Global youth unemployment has risen to close to its crisis peak and will climb higher as the economic recovery falters, a report by a UN agency has warned.
The International Labour Office said the youth unemployment rate had been falling since hitting 12.7% in 2009, but this year had climbed again to stand at 12.6%. The rate is forecast to reach 12.8% by 2018, reports The Guardian.
The ILO paints a grim picture for school leavers and graduates across large parts of the world, saying young people continue to be almost three times more likely than adults to be unemployed.
“The weakening of the global recovery in 2012 and 2013 has further aggravated the youth jobs crisis and the queues for available jobs have become longer and longer for some unfortunate jobseekers. So long, in fact, that many youth are giving up on the job search,” says the report, Global Employment Trends for Youth 2013.
The report stresses that for those who do find work, the outcome is often far from ideal – damaging the prospects of both the individuals and the wider economy.

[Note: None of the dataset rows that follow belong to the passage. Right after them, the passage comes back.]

//! Shared fixtures for vmdisk integration tests.

use std::fs::{self, File, OpenOptions};
use std::io::{Seek, SeekFrom, Write};
use std::path::{Path, PathBuf};

use sha2::{Digest, Sha256};
use tempfile::TempDir;
use vmdisk::{DiskImageOperation, DiskImageStatus, VmId};

/// Isolated scratch directory, removed when dropped.
pub struct TestContext {
    pub root: PathBuf,
    _temp_dir: TempDir,
}

impl TestContext {
    pub fn new() -> Self {
        let temp_dir = TempDir::new().expect("Failed to create temp dir");
        Self {
            root: temp_dir.path().to_path_buf(),
            _temp_dir: temp_dir,
        }
    }

    pub fn path(&self, name: &str) -> PathBuf {
        self.root.join(name)
    }

    /// Write `bytes` to `name` and return its path.
    pub fn write_file(&self, name: &str, bytes: &[u8]) -> PathBuf {
        let path = self.path(name);
        if let Some(parent) = path.parent() {
            fs::create_dir_all(parent).expect("Failed to create parent dir");
        }
        fs::write(&path, bytes).expect("Failed to write fixture");
        path
    }

    /// Create a sparse file of `len` bytes with `chunks` written at the
    /// given offsets and holes everywhere else.
    pub fn sparse_file(&self, name: &str, len: u64, chunks: &[(u64, &[u8])]) -> PathBuf {
        let path = self.path(name);
        let mut file = File::create(&path).expect("Failed to create sparse fixture");
        file.set_len(len).expect("Failed to size sparse fixture");
        for (offset, data) in chunks {
            file.seek(SeekFrom::Start(*offset)).unwrap();
            file.write_all(data).unwrap();
        }
        path
    }

    /// Empty file opened for reading and writing, as export outputs need.
    pub fn output(&self, name: &str) -> File {
        OpenOptions::new()
            .read(true)
            .write(true)
            .create(true)
            .truncate(true)
            .open(self.path(name))
            .expect("Failed to create output file")
    }

    pub fn open(&self, name: &str) -> File {
        File::open(self.path(name)).expect("Failed to open fixture")
    }
}

impl Default for TestContext {
    fn default() -> Self {
        Self::new()
    }
}

pub fn vm() -> VmId {
    VmId::new("0123456789abcdef", "termina")
}

/// Deterministic, moderately compressible image contents.
pub fn image_bytes(len: usize) -> Vec<u8> {
    (0..len)
        .map(|i| ((i / 512) as u8).wrapping_mul(31) ^ (i % 13) as u8)
        .collect()
}

pub fn sha256_hex(bytes: &[u8]) -> String {
    hex::encode(Sha256::digest(bytes))
}

pub fn sha256_file(path: &Path) -> String {
    sha256_hex(&fs::read(path).expect("Failed to read file for digest"))
}

/// Run `op` with `io_limit` until it leaves IN_PROGRESS.
///
/// Panics if `processed_size` ever decreases or the operation needs an
/// absurd number of steps.
pub fn drive_to_completion(op: &mut DiskImageOperation, io_limit: u64) -> DiskImageStatus {
    let mut last = op.processed_size();
    for _ in 0..1_000_000 {
        if op.status() != DiskImageStatus::InProgress {
            return op.status();
        }
        op.run(io_limit).expect("run() on unfinished operation");
        assert!(op.processed_size() >= last, "processed_size went backwards");
        last = op.processed_size();
    }
    panic!("operation {} did not finish", op.uuid());
}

Increasing numbers of young people are having to settle for part-time work or for temporary jobs. Informal employment among young people remains pervasive and skills mismatch on youth labour markets has become a “persistent and growing trend” with both overeducation and over-skilling as well as undereducation and under-skilling.
“Such a mismatch makes solutions to the youth employment crisis more difficult to find and more time consuming to implement. Moreover, to the extent that young people in employment are actually overqualified for the job they are doing, society is losing their valuable skills and forfeiting stronger productivity growth that would have been achieved had these young people been employed at their appropriate level of qualification,” the report says.
As it warns of the social unrest risked by large swaths of the young population out of work, the ILO underlines a rise in the number of young people neither in employment nor in education or training, the Neet group.
The Neet rate in OECD countries increased by 2.1 percentage points to reach 15.8% between 2008 and 2010. “In other words, around one in six young persons are without a job and not in education or training. In the European countries these trends are more pronounced both before and after the peak of the economic crisis,” the report says.
The report chimes with recent data from the eurozone that show young people continuing to be worst affected by the unemployment crisis. The jobless rate in the currency bloc hit a record 12.1% in March and youth unemployment was almost double that at 24%. In Greece and Spain more than one in two young people are unemployed.